[Saved data entries]
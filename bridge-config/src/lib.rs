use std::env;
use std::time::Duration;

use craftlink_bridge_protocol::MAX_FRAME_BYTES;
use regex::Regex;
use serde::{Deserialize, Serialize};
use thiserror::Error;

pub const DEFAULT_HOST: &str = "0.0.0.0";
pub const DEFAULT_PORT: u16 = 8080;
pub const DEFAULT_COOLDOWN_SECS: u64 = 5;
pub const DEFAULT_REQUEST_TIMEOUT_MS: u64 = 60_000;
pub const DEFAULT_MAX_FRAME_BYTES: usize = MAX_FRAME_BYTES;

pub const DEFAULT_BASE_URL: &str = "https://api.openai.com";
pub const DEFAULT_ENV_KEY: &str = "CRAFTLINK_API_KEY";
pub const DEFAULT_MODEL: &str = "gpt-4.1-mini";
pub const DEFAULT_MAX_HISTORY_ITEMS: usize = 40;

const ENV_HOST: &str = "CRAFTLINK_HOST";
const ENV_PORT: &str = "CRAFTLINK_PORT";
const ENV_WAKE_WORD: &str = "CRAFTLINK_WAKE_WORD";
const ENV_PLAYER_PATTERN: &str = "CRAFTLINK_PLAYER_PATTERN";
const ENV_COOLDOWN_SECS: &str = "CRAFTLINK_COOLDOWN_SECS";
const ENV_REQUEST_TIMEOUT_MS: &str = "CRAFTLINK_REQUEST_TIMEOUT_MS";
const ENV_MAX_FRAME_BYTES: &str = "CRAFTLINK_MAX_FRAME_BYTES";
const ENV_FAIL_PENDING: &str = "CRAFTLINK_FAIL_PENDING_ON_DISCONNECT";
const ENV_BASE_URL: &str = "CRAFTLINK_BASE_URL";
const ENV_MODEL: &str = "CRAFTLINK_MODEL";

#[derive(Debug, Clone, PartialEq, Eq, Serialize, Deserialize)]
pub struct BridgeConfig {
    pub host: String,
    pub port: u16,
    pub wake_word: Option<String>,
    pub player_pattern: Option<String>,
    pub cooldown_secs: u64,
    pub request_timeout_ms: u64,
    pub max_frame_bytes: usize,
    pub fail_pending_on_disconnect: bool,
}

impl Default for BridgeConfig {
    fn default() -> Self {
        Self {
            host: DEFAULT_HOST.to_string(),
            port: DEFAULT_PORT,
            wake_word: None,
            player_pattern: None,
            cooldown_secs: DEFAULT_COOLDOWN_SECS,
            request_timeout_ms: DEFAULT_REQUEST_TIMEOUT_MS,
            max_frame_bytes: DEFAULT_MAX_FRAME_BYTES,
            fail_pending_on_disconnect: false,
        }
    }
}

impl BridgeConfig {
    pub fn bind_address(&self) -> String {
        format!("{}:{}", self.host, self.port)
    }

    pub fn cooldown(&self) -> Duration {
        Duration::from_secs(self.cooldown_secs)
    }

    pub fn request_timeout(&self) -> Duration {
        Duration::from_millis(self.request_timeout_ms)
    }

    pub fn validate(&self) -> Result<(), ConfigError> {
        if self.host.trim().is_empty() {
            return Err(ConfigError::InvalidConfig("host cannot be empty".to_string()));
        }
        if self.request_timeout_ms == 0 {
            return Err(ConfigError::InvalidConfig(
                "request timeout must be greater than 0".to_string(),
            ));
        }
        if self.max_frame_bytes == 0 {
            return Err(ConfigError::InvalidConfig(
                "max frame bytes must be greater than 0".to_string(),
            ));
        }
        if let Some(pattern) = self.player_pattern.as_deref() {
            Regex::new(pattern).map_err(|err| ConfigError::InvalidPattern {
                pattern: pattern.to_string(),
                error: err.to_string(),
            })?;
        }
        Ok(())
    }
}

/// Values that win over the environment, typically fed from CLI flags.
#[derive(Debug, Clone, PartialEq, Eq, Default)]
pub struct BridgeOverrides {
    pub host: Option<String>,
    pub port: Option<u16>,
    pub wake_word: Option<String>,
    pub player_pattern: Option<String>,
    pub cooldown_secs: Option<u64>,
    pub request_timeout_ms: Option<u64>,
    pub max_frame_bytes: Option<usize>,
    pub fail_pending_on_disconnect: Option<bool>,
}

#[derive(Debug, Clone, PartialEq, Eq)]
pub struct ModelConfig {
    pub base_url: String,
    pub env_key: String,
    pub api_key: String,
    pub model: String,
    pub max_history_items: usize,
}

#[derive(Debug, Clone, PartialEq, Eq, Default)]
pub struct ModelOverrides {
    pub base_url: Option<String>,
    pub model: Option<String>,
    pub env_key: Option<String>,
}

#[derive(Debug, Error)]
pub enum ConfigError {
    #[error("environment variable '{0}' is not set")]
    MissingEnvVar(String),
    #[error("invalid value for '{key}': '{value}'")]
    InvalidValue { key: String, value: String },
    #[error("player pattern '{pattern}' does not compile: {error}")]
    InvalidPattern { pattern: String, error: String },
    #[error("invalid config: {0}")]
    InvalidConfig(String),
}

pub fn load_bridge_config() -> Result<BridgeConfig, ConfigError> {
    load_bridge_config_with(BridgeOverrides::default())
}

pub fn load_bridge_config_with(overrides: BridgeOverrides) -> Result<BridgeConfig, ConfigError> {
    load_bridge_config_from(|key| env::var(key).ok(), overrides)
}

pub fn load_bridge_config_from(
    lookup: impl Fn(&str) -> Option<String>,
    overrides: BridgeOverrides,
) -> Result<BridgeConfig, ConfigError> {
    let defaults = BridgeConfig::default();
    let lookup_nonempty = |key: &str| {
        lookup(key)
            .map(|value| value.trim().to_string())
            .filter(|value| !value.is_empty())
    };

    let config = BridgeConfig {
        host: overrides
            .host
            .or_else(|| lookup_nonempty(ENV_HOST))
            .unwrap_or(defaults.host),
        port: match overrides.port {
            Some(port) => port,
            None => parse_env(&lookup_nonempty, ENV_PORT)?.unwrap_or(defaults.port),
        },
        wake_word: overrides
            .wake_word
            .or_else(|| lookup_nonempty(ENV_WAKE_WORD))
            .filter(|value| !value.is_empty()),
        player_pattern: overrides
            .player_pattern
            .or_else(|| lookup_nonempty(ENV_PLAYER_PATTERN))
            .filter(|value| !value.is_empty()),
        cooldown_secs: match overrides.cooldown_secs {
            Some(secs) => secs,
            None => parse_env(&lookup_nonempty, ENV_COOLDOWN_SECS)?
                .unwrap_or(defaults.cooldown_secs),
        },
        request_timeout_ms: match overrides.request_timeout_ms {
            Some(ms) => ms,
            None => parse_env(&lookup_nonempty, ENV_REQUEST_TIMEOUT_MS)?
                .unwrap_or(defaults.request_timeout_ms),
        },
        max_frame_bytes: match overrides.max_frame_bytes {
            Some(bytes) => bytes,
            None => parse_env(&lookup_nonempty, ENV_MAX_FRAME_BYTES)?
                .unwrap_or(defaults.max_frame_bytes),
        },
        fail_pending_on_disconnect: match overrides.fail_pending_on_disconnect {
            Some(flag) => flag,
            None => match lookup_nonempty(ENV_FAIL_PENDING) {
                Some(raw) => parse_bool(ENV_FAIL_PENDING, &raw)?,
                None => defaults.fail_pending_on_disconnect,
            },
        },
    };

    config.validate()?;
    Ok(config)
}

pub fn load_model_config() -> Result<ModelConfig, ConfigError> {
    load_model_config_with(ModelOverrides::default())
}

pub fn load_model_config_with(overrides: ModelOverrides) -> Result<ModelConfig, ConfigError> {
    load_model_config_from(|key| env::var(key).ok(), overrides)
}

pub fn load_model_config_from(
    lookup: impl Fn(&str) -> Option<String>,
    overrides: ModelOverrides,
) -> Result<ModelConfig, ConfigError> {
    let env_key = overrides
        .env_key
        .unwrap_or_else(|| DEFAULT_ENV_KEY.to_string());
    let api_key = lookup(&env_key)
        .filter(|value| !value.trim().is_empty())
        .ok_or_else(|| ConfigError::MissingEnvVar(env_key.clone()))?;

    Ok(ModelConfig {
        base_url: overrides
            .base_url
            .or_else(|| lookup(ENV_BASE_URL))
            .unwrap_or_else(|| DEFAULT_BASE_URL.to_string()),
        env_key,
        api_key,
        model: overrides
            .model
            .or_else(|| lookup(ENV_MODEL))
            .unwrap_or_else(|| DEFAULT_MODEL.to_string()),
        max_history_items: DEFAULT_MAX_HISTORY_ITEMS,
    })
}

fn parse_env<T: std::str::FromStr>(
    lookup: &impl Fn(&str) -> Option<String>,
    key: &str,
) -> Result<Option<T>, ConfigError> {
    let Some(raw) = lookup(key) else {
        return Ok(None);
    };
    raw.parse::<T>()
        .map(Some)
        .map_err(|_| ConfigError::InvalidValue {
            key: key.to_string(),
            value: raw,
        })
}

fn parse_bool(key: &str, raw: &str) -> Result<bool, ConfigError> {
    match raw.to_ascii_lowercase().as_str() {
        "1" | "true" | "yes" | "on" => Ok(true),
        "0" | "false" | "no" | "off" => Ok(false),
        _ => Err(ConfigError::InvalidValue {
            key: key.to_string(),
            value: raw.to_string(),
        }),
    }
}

==

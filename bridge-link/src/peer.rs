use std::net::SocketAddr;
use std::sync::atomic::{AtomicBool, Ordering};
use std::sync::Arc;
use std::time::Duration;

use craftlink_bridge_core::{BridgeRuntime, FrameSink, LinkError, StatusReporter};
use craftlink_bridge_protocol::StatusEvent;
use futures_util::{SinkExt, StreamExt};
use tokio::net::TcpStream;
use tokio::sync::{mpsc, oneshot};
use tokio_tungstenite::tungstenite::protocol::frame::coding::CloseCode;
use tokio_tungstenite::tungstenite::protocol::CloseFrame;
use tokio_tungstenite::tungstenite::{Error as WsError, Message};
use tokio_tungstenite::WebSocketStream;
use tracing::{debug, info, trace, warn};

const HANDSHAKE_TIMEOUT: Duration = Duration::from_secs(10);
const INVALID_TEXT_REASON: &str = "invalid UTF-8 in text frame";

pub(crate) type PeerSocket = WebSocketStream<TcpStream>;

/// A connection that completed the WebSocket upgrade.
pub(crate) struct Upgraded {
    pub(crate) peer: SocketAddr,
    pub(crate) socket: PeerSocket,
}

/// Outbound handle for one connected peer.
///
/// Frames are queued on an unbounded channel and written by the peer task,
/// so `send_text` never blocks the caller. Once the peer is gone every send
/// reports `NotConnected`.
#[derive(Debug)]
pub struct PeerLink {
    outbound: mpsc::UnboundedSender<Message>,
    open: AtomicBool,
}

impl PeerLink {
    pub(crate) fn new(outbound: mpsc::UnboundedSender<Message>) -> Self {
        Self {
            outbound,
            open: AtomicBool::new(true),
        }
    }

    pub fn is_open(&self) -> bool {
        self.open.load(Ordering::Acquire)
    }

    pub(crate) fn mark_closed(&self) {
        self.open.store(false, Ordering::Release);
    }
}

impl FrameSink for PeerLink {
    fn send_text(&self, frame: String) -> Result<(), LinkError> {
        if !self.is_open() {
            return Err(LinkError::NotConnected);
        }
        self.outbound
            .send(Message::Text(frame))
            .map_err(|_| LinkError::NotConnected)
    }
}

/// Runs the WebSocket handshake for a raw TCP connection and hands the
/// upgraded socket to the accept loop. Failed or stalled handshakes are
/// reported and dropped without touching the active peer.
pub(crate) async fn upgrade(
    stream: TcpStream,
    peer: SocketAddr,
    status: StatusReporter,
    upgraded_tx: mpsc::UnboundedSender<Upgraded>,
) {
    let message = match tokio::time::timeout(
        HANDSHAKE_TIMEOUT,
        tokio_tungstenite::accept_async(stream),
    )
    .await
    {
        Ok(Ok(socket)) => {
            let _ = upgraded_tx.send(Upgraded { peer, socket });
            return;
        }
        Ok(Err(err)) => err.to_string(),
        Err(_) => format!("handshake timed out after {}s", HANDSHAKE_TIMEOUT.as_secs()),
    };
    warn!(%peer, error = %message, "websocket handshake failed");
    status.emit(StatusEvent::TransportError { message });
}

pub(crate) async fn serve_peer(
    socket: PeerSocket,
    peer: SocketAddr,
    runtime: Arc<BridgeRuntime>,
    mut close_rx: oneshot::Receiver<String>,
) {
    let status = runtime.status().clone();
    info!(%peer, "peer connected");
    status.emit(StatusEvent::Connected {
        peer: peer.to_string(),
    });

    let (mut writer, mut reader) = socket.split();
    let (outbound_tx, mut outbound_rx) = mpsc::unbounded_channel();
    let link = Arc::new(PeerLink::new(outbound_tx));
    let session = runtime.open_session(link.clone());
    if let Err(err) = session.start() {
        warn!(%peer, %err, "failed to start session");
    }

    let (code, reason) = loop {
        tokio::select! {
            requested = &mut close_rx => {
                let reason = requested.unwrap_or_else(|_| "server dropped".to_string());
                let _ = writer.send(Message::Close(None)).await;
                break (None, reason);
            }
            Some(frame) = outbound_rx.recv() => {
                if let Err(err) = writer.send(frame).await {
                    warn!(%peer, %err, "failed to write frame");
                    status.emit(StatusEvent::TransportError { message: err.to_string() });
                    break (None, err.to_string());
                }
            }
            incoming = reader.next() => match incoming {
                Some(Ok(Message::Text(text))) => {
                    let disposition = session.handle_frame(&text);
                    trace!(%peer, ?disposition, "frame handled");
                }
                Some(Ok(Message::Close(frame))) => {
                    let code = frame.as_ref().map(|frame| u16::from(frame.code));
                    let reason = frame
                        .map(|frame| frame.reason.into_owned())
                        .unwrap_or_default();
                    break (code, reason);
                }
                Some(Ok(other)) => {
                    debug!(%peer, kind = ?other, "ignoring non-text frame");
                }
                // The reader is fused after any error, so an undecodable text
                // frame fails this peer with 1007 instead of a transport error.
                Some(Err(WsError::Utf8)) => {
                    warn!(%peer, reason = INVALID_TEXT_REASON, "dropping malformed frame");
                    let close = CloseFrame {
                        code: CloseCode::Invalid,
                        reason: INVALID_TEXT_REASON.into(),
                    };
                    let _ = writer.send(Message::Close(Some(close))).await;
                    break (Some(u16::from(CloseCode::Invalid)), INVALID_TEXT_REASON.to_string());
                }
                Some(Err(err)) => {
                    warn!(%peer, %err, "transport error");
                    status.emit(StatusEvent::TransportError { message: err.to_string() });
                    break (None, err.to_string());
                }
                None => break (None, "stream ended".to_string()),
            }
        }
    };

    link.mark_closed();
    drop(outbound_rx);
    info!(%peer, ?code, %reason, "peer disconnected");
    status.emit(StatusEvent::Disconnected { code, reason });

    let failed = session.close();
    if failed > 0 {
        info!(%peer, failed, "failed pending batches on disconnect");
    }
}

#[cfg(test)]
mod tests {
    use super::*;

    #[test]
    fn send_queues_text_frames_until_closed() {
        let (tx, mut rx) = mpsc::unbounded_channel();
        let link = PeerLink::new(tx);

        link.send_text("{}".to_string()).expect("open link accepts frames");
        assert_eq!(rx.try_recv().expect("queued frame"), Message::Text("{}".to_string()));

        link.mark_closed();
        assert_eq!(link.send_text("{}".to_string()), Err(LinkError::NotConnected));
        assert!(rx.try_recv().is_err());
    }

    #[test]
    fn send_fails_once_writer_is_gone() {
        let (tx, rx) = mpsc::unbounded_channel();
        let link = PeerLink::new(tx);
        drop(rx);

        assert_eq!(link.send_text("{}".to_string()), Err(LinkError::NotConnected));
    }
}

...

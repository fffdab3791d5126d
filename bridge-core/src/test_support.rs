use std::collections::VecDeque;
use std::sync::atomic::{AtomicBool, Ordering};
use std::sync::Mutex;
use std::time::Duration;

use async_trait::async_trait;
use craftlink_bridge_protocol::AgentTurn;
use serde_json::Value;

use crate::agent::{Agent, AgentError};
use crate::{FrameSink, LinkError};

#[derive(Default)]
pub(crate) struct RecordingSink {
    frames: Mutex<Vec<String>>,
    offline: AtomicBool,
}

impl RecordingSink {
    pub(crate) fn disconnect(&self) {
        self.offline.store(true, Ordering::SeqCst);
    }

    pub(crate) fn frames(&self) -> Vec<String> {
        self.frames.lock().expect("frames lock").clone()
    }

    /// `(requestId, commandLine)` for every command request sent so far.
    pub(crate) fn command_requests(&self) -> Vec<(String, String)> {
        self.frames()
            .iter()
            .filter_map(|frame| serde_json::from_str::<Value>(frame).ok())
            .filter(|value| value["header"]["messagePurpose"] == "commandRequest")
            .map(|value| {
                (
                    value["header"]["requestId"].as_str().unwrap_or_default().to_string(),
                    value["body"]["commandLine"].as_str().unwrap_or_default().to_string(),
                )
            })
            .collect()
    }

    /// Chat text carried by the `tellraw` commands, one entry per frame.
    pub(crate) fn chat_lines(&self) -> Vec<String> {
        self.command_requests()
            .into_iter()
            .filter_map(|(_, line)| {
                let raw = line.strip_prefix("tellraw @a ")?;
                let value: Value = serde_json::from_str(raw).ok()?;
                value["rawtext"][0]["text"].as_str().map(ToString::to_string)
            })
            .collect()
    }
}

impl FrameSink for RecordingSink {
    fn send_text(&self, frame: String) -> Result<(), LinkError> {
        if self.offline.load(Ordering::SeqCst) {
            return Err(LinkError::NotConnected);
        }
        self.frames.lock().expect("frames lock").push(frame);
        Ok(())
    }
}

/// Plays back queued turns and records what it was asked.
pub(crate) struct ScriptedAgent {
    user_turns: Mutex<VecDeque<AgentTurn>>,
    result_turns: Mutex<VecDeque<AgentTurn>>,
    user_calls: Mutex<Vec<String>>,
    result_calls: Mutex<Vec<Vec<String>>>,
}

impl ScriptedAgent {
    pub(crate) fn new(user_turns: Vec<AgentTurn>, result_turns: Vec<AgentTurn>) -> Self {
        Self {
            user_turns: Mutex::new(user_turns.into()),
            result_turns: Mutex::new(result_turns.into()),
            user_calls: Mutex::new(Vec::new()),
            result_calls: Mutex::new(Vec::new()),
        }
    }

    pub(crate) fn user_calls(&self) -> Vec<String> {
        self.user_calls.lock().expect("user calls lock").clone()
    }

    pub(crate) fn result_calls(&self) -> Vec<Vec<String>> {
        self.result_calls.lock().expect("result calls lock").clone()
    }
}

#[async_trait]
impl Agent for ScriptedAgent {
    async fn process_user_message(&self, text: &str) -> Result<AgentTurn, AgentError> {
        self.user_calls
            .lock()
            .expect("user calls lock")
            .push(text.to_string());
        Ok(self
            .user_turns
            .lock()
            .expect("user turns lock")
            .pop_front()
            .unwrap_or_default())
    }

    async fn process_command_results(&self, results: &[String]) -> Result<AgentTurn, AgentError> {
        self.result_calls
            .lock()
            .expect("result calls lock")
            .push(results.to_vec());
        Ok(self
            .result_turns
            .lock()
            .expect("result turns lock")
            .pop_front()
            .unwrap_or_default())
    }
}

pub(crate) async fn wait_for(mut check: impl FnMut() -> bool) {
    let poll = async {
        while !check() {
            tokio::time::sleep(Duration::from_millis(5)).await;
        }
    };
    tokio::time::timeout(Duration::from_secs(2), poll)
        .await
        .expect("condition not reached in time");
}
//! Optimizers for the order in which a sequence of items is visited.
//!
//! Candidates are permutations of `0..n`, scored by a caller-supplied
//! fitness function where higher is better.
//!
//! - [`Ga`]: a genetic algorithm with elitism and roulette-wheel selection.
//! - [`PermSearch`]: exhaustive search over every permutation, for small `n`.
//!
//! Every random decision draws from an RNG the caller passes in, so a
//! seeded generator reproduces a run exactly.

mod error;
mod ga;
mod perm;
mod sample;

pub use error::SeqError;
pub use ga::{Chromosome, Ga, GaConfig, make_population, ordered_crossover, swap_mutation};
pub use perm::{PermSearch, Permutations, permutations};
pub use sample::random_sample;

• [About this exercise]
Throughout the records above, find the lines in which the word "validate" appears and return them.

• [Result of the exercise]
    pub fn validate(&self) -> Result<(), ConfigError> {
    config.validate()?;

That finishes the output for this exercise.